Releasing Substation v1.0

Published in

Brex Tech Blog

8 min readMar 26, 2024

Earlier this month, the Security Engineering team at Brex released Substation v1.0, the next evolution of our cloud-native, event-driven data pipeline toolkit. This milestone comes nearly two years after the first public release, three years after the first internal deployment, and after many petabytes of data processed. This post is part announcement and part retrospective on how the project has changed over the years.

Substation v1.0

First and foremost, Substation v1.0 improves on previous releases with:

Simpler applications based on a new data flow model.
Simpler configurations, where almost every user-facing feature — including ones that don’t modify data — is configurable as a transform function.
Simpler cloud deployments using improved Terraform modules.
Passthrough send (aka sink) transforms that can route data to several destinations at once.
Dozens of ready to try examples for building applications, configurations, and cloud deployments.

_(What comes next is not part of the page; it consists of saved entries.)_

use chrono::{DateTime, Utc};

/// Source of "now" for the session timer.
///
/// `Fixed` keeps reveal/hide decisions deterministic in tests.
#[derive(Debug, Clone, Copy, Default, PartialEq, Eq)]
pub enum Clock {
    #[default]
    System,
    Fixed(DateTime<Utc>),
}

impl Clock {
    #[must_use]
    pub fn system() -> Self {
        Self::System
    }

    #[must_use]
    pub fn fixed(at: DateTime<Utc>) -> Self {
        Self::Fixed(at)
    }

    #[must_use]
    pub fn now(&self) -> DateTime<Utc> {
        match self {
            Clock::System => Utc::now(),
            Clock::Fixed(t) => *t,
        }
    }
}

/// Deterministic timestamp for tests (2023-11-14T22:13:20Z).
pub const FIXED_TEST_TIMESTAMP: i64 = 1_700_000_000;

/// # Panics
///
/// Panics if the fixed timestamp cannot be represented.
#[must_use]
pub fn fixed_now() -> DateTime<Utc> {
    DateTime::<Utc>::from_timestamp(FIXED_TEST_TIMESTAMP, 0)
        .expect("fixed timestamp should be valid")
}
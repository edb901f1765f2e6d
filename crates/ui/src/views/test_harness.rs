use std::sync::Arc;
use std::time::Duration;

use dioxus::core::NoOpMutations;
use dioxus::prelude::*;
use recite_core::model::{ExerciseSettings, Passage, ProgressIndex};
use recite_core::time::fixed_now;
use services::{Clock, PracticeLoopService};
use storage::repository::InMemoryRepository;

use crate::context::{UiApp, build_app_context};
use crate::views::PracticeView;
use crate::views::practice::PracticeTestHandles;

pub const TEST_PASSAGE: &str = "A cat sat. It slept well.";

#[derive(Clone)]
struct TestApp {
    practice_loop: Arc<PracticeLoopService>,
}

impl UiApp for TestApp {
    fn practice_loop(&self) -> Arc<PracticeLoopService> {
        Arc::clone(&self.practice_loop)
    }

    // Keep the countdown loop out of the way; tests drive the timer themselves.
    fn tick_interval(&self) -> Duration {
        Duration::from_secs(3_600)
    }
}

#[derive(Props, Clone)]
struct ViewHarnessProps {
    app: Arc<TestApp>,
    handles: PracticeTestHandles,
}

impl PartialEq for ViewHarnessProps {
    fn eq(&self, _other: &Self) -> bool {
        true
    }
}

#[component]
fn ViewHarnessRoot(props: ViewHarnessProps) -> Element {
    let app: Arc<dyn UiApp> = props.app.clone();
    use_context_provider(|| build_app_context(&app));
    use_context_provider(|| props.handles.clone());
    rsx! { PracticeView {} }
}

pub struct ViewHarness {
    pub dom: VirtualDom,
    pub repo: InMemoryRepository,
    pub practice_loop: Arc<PracticeLoopService>,
    pub handles: PracticeTestHandles,
}

impl ViewHarness {
    pub fn rebuild(&mut self) {
        self.dom.rebuild_in_place();
        drive_dom(&mut self.dom);
    }

    pub async fn drive_async(&mut self) {
        for _ in 0..3 {
            let _ = tokio::time::timeout(
                std::time::Duration::from_millis(50),
                self.dom.wait_for_work(),
            )
            .await;
            self.dom.render_immediate(&mut NoOpMutations);
            self.dom.process_events();
        }
    }

    pub fn render(&self) -> String {
        dioxus_ssr::render(&self.dom)
    }

    /// Runs the session's timer against a clock `secs` after the start.
    pub fn tick_at(&mut self, secs: i64) {
        let later = (*self.practice_loop)
            .clone()
            .with_clock(Clock::fixed(fixed_now() + chrono::Duration::seconds(secs)));
        let vm = self.handles.vm();
        self.dom.in_runtime(|| {
            let mut vm = vm;
            if let Some(vm) = vm.write().as_mut() {
                vm.tick(&later);
            }
        });
        drive_dom(&mut self.dom);
    }

    pub async fn retry(&mut self) {
        let retry = self.handles.retry();
        self.dom.in_runtime(|| retry.call(()));
        self.drive_async().await;
    }

    pub async fn dispatch(&mut self, intent: crate::vm::PracticeIntent) {
        let dispatch = self.handles.dispatch();
        self.dom.in_runtime(|| dispatch.call(intent));
        self.drive_async().await;
    }
}

pub fn drive_dom(dom: &mut VirtualDom) {
    dom.process_events();
    dom.render_immediate(&mut NoOpMutations);
    dom.process_events();
}

pub fn setup_view_harness(text: &str, progress: ProgressIndex) -> ViewHarness {
    let repo = InMemoryRepository::with_progress(progress);
    let practice_loop = Arc::new(
        PracticeLoopService::new(
            Clock::fixed(fixed_now()),
            &Passage::parse(text).expect("test passage"),
            ExerciseSettings::new(1, 4).expect("test settings"),
            Arc::new(repo.clone()),
        )
        .expect("practice loop"),
    );
    let handles = PracticeTestHandles::default();

    let app = Arc::new(TestApp {
        practice_loop: Arc::clone(&practice_loop),
    });
    let dom = VirtualDom::new_with_props(
        ViewHarnessRoot,
        ViewHarnessProps {
            app,
            handles: handles.clone(),
        },
    );

    ViewHarness {
        dom,
        repo,
        practice_loop,
        handles,
    }
}
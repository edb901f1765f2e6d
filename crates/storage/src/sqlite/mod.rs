use std::sync::Arc;
use std::time::Duration;

use sqlx::{SqlitePool, sqlite::SqlitePoolOptions};
use thiserror::Error;

use crate::repository::{ProgressRepository, Storage};

mod migrate;
mod progress_repo;

#[derive(Clone)]
pub struct SqliteRepository {
    pool: SqlitePool,
}

#[derive(Debug, Error)]
#[non_exhaustive]
pub enum SqliteInitError {
    #[error(transparent)]
    Sqlx(#[from] sqlx::Error),
}

impl SqliteRepository {
    /// Connect to `SQLite` using the given URL.
    ///
    /// # Errors
    ///
    /// Returns `SqliteInitError` if the connection cannot be established.
    pub async fn connect(database_url: &str) -> Result<Self, SqliteInitError> {
        let pool = SqlitePoolOptions::new()
            .max_connections(1)
            .acquire_timeout(Duration::from_secs(5))
            .after_connect(|conn, _meta| {
                Box::pin(async move {
                    sqlx::query("PRAGMA journal_mode = WAL;")
                        .execute(&mut *conn)
                        .await?;
                    sqlx::query("PRAGMA busy_timeout = 5000;")
                        .execute(&mut *conn)
                        .await?;
                    Ok(())
                })
            })
            .connect(database_url)
            .await?;
        Ok(Self { pool })
    }

    #[must_use]
    pub fn pool(&self) -> &SqlitePool {
        &self.pool
    }

    /// Create tables if they do not exist.
    ///
    /// # Errors
    ///
    /// Returns `SqliteInitError` if migration queries fail.
    pub async fn migrate(&self) -> Result<(), SqliteInitError> {
        migrate::run_migrations(&self.pool).await
    }
}

impl Storage {
    /// Build a `Storage` backed by `SQLite`.
    ///
    /// # Errors
    ///
    /// Returns `SqliteInitError` if connection or migrations cannot be
    /// completed.
    pub async fn sqlite(database_url: &str) -> Result<Self, SqliteInitError> {
        let repo = SqliteRepository::connect(database_url).await?;
        repo.migrate().await?;
        let progress: Arc<dyn ProgressRepository> = Arc::new(repo);
        Ok(Self { progress })
    }
}
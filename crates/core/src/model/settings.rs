use std::fmt;
use std::num::NonZeroUsize;
use std::str::FromStr;

use chrono::Duration;
use serde::Deserialize;
use thiserror::Error;

#[derive(Debug, Error, Clone, PartialEq, Eq)]
#[non_exhaustive]
pub enum SettingsError {
    #[error("sentences per chunk must be between 1 and {max}")]
    InvalidUnitSize { max: usize },

    #[error("reveal seconds must be between 1 and {max}")]
    InvalidRevealSeconds { max: u32 },

    #[error("unknown profile: {0}")]
    UnknownProfile(String),
}

const MAX_UNIT_SIZE: usize = 20;
const MAX_REVEAL_SECS: u32 = 600;

/// How a passage is chunked and how long each chunk stays visible.
#[derive(Debug, Clone, Copy, PartialEq, Eq)]
pub struct ExerciseSettings {
    unit_size: NonZeroUsize,
    reveal_secs: u32,
}

impl ExerciseSettings {
    /// # Errors
    ///
    /// Returns `SettingsError` when either value is out of range.
    pub fn new(unit_size: usize, reveal_secs: u32) -> Result<Self, SettingsError> {
        let unit_size = NonZeroUsize::new(unit_size)
            .filter(|n| n.get() <= MAX_UNIT_SIZE)
            .ok_or(SettingsError::InvalidUnitSize { max: MAX_UNIT_SIZE })?;
        if !(1..=MAX_REVEAL_SECS).contains(&reveal_secs) {
            return Err(SettingsError::InvalidRevealSeconds {
                max: MAX_REVEAL_SECS,
            });
        }
        Ok(Self {
            unit_size,
            reveal_secs,
        })
    }

    #[must_use]
    pub fn unit_size(&self) -> NonZeroUsize {
        self.unit_size
    }

    #[must_use]
    pub fn reveal_secs(&self) -> u32 {
        self.reveal_secs
    }

    #[must_use]
    pub fn reveal_threshold(&self) -> Duration {
        Duration::seconds(i64::from(self.reveal_secs))
    }

    /// Copy with some fields replaced, validated again.
    ///
    /// # Errors
    ///
    /// Returns `SettingsError` when an override is out of range.
    pub fn with_overrides(
        self,
        unit_size: Option<usize>,
        reveal_secs: Option<u32>,
    ) -> Result<Self, SettingsError> {
        Self::new(
            unit_size.unwrap_or(self.unit_size.get()),
            reveal_secs.unwrap_or(self.reveal_secs),
        )
    }
}

impl Default for ExerciseSettings {
    fn default() -> Self {
        Profile::default().settings()
    }
}

/// Named presets for the exercise.
#[derive(Debug, Clone, Copy, Default, PartialEq, Eq, Deserialize)]
#[serde(rename_all = "lowercase")]
pub enum Profile {
    /// One sentence at a time, hidden after 4 seconds.
    #[default]
    Quick,
    /// One sentence at a time, hidden after 10 seconds.
    Relaxed,
}

impl Profile {
    #[must_use]
    pub fn settings(self) -> ExerciseSettings {
        let reveal_secs = match self {
            Profile::Quick => 4,
            Profile::Relaxed => 10,
        };
        ExerciseSettings {
            unit_size: NonZeroUsize::MIN,
            reveal_secs,
        }
    }

    #[must_use]
    pub fn as_str(self) -> &'static str {
        match self {
            Profile::Quick => "quick",
            Profile::Relaxed => "relaxed",
        }
    }
}

impl fmt::Display for Profile {
    fn fmt(&self, f: &mut fmt::Formatter<'_>) -> fmt::Result {
        f.write_str(self.as_str())
    }
}

impl FromStr for Profile {
    type Err = SettingsError;

    fn from_str(s: &str) -> Result<Self, Self::Err> {
        match s.trim().to_ascii_lowercase().as_str() {
            "quick" => Ok(Profile::Quick),
            "relaxed" => Ok(Profile::Relaxed),
            other => Err(SettingsError::UnknownProfile(other.to_owned())),
        }
    }
}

Previous releases have always been stable and ready for production use, but this release was necessary to fix and improve upon design decisions made years ago. The goal of shipping v1.0 was to intentionally “break” the project (in the context of Semantic Versioning) so thoroughly that it will be easier to use and maintain for many more years to come. To understand that choice better, the rest of this post is a retrospective on how we got to this point and lessons learned along the way.

Project History

It’s hard to believe, but Substation began back in 2020. Here’s a brief history of how the project has evolved since then.

Late 2020:

We sent audit and security event logs directly to our SIEM, just like nearly every other security team in existence.
After implementing our threat detection methodology and systems, I saw an opportunity to level up our security monitoring, threat detection, and incident response capabilities with an event logging system, but nothing that existed seemed like the right fit.

Early 2021:

Designs for an event logging system were drafted and experiments were conducted to test ideas. This is when key decisions were made, including using Go instead of Python, running on native AWS services like Kinesis and Lambda instead of Kafka and Kubernetes, and deploying using containers.
MVP was completed within a few months, and production deployments started thereafter.
At this point, the project had no name.

Mid 2021:

Workflows for deploying infrastructure as code and configurations as code were improved upon and standardized across the Security team.
Several production data pipelines existed, but their architecture was not customizable.

Late 2021:

95%+ of all audit and security event logs were sent through a data pipeline, and the project was refactored as a toolkit with added support for more AWS services. Deployments were highly reliable, and plans for open sourcing began.
At this point, the project was given the internal name YASP.

Early-Mid 2022:

YASP went through an internal open source review and was named Substation.
The project was open sourced in April 2022. The team got used to working on the codebase in public. (We didn’t, and still don’t, maintain a private fork.)

Late 2022:

We formally announced and shared the project in October 2022 with the blog post Announcing Substation. At the time, we managed 30 data pipelines and spent less than 1 hour per week on operations and maintenance.

Early-Late 2023:

v0 went through many iterations, including SemVer “breaking” changes.
Areas of friction in the user experience and opportunities for improvement were identified. (See the Lessons Learned section below for more detail.)

Late 2023:

v1.0 was designed, tested, and iterated on (again, in public).

Early 2024:

Large-scale internal deployments were migrated from v0 to v1.0. Additional bug fixes and refactors were made before the next release.
v1.0 releases in March 2024. There are still very few projects (or products) like it that exist for security teams. As of now, we manage 42 data pipelines and process ~6 TB of data each day while still spending less than 1 hour per week on operations and maintenance.

Lessons Learned

As with most software, mistakes were made — to be specific, decisions made early in development created “papercuts” that affected the user experience. None of them impacted the reliability of the system — we have two production pipelines still running the YASP source code that were deployed 2 years ago and haven’t been touched since — but they were annoying enough to fix. These are some of the biggest mistakes that were made, and how we fixed them in v1.0.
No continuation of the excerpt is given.